____ EXERCISE DATA
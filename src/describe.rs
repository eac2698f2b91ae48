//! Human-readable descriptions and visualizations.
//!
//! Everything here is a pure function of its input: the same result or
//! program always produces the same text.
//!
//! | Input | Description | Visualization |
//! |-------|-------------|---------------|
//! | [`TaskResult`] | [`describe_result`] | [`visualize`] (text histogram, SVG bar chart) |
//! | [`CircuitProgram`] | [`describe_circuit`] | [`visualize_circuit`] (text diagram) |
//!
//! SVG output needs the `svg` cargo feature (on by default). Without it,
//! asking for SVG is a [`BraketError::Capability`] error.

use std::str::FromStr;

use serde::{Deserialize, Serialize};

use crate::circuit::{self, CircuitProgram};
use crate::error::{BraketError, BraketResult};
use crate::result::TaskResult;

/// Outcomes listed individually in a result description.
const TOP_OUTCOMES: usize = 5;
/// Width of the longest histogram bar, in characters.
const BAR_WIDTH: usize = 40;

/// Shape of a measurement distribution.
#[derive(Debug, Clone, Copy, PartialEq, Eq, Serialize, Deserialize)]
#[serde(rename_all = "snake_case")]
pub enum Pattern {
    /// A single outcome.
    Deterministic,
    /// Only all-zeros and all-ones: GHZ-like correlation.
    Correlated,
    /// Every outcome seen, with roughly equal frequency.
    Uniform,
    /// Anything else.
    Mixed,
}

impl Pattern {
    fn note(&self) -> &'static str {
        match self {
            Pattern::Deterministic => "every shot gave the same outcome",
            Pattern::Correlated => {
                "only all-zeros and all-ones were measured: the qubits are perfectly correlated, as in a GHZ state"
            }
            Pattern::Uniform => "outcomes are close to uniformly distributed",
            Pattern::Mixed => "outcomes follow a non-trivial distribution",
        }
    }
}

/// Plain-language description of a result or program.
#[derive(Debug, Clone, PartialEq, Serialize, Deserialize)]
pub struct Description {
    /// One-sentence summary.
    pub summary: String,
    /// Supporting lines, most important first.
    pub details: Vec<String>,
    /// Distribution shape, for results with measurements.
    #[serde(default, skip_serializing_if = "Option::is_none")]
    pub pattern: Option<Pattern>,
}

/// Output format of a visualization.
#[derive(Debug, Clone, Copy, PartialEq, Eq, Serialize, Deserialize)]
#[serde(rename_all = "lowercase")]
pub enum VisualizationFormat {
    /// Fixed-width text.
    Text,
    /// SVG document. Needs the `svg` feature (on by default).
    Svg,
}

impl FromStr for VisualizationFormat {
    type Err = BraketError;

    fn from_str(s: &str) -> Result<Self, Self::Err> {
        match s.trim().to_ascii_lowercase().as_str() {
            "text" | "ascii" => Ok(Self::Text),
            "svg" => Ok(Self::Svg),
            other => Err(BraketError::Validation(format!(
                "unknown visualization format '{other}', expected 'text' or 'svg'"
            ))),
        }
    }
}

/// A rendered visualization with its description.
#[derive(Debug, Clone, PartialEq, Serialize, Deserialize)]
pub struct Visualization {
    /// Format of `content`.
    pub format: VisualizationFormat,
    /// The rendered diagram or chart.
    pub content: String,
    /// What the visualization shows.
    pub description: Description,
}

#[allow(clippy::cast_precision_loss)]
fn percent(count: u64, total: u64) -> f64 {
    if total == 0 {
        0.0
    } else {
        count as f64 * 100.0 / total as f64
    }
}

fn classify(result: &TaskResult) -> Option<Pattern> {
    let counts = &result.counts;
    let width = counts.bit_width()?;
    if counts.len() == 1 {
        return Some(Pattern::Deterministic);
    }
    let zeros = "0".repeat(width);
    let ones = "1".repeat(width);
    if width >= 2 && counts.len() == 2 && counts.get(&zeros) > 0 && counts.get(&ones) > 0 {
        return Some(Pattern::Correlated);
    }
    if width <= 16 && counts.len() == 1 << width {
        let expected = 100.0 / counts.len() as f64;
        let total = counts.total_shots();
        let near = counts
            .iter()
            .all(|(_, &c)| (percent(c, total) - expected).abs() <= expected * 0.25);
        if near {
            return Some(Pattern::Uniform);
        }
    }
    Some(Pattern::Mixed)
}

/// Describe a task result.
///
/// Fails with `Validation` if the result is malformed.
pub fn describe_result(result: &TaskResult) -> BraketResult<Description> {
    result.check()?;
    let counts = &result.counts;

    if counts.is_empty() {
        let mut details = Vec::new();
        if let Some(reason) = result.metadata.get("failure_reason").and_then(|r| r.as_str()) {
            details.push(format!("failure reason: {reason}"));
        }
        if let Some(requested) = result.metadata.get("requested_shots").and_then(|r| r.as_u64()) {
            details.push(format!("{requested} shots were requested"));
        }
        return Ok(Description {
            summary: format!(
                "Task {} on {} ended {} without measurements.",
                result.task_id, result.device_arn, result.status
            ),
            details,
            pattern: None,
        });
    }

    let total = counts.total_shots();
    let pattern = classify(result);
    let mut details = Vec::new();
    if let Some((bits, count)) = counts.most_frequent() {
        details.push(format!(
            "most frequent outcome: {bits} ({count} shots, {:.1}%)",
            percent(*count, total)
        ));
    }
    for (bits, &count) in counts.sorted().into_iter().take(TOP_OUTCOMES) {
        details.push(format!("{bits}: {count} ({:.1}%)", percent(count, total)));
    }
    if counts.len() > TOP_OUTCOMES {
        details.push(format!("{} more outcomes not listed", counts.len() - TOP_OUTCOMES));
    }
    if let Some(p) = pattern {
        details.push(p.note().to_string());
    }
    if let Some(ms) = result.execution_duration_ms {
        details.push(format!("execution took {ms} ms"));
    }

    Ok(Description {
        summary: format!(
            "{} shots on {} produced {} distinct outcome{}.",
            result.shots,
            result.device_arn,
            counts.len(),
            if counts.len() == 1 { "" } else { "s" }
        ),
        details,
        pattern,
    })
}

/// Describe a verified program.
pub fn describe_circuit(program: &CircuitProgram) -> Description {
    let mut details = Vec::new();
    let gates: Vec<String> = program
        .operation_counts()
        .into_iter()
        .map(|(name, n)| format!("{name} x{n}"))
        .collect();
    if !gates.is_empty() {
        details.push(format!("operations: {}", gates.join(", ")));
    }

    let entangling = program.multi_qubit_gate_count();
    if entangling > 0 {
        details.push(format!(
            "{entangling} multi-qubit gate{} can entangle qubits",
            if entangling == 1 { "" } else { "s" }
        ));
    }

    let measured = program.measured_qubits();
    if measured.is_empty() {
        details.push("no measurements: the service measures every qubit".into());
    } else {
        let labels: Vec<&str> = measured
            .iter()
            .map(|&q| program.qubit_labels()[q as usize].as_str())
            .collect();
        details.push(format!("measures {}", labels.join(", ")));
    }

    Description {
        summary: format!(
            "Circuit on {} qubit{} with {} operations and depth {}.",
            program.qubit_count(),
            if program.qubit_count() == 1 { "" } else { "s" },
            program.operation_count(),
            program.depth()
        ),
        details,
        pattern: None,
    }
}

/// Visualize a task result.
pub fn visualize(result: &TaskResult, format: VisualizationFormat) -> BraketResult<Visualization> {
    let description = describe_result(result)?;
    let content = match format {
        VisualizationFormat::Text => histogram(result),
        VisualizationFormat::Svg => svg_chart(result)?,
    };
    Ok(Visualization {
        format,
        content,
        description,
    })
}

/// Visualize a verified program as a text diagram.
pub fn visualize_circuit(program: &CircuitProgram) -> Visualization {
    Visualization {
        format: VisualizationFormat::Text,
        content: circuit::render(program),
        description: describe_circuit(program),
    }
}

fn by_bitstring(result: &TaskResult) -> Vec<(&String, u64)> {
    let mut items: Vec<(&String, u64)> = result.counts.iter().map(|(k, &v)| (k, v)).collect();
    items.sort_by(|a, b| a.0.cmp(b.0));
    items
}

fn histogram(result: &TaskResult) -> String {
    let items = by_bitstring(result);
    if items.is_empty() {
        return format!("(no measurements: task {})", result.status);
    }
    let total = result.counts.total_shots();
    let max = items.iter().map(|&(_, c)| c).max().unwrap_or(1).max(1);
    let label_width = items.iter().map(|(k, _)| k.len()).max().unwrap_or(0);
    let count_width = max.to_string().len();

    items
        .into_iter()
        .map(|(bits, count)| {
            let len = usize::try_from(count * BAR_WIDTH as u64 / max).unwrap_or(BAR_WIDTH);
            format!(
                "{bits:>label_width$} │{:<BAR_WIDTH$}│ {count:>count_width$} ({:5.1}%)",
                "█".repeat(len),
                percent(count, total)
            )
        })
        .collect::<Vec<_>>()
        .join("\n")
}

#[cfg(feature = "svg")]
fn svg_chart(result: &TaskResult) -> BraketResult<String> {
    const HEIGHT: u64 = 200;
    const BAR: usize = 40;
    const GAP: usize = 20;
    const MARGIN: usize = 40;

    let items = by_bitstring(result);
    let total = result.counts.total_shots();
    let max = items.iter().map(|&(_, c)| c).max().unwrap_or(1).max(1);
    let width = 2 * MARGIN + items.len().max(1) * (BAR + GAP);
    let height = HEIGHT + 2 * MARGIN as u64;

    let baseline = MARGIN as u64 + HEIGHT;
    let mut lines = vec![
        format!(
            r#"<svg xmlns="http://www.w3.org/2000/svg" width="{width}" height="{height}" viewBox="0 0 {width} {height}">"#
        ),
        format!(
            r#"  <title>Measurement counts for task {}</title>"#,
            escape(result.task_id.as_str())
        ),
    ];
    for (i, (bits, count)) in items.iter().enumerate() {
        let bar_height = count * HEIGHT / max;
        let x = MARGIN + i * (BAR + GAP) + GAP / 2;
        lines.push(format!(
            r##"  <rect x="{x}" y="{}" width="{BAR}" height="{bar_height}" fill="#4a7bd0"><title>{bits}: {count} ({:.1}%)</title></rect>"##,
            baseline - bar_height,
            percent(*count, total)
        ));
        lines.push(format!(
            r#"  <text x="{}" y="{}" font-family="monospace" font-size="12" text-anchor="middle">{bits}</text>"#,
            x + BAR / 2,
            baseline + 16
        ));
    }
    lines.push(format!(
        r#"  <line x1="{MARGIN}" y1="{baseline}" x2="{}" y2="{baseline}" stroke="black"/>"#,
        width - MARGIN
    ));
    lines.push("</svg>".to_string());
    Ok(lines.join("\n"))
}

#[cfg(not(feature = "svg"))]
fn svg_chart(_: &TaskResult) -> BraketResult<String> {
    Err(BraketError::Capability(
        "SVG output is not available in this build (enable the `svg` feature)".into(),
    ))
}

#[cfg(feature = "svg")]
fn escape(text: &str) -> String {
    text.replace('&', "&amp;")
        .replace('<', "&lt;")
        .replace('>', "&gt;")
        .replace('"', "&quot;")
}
________
____ EXERCISE DATA
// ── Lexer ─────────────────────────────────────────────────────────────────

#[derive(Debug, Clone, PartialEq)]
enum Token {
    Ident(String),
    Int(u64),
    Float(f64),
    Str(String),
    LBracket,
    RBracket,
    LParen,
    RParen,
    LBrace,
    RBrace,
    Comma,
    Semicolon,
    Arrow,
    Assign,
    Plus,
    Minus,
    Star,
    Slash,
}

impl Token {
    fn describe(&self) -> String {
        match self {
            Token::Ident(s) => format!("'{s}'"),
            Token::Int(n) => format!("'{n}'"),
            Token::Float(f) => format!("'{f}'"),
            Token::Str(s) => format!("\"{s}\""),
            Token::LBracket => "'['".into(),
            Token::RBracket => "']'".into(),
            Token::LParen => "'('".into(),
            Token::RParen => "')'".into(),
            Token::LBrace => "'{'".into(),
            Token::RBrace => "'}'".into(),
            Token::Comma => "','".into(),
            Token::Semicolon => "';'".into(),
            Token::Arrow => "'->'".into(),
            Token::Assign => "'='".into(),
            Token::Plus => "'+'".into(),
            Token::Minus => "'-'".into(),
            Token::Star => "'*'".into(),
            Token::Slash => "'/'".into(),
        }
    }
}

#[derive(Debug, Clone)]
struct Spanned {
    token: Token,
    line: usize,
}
________
▸ TASK DIRECTIONS: Everything in the material above from the line that has "same result or" through the line that has "bar, in characters." must be duplicated exactly, with no other lines given.

▸ REPLY TO THE TASK:
//! Everything here is a pure function of its input: the same result or
//! program always produces the same text.
//!
//! | Input | Description | Visualization |
//! |-------|-------------|---------------|
//! | [`TaskResult`] | [`describe_result`] | [`visualize`] (text histogram, SVG bar chart) |
//! | [`CircuitProgram`] | [`describe_circuit`] | [`visualize_circuit`] (text diagram) |
//!
//! SVG output needs the `svg` cargo feature (on by default). Without it,
//! asking for SVG is a [`BraketError::Capability`] error.

use std::str::FromStr;

use serde::{Deserialize, Serialize};

use crate::circuit::{self, CircuitProgram};
use crate::error::{BraketError, BraketResult};
use crate::result::TaskResult;

/// Outcomes listed individually in a result description.
const TOP_OUTCOMES: usize = 5;
/// Width of the longest histogram bar, in characters.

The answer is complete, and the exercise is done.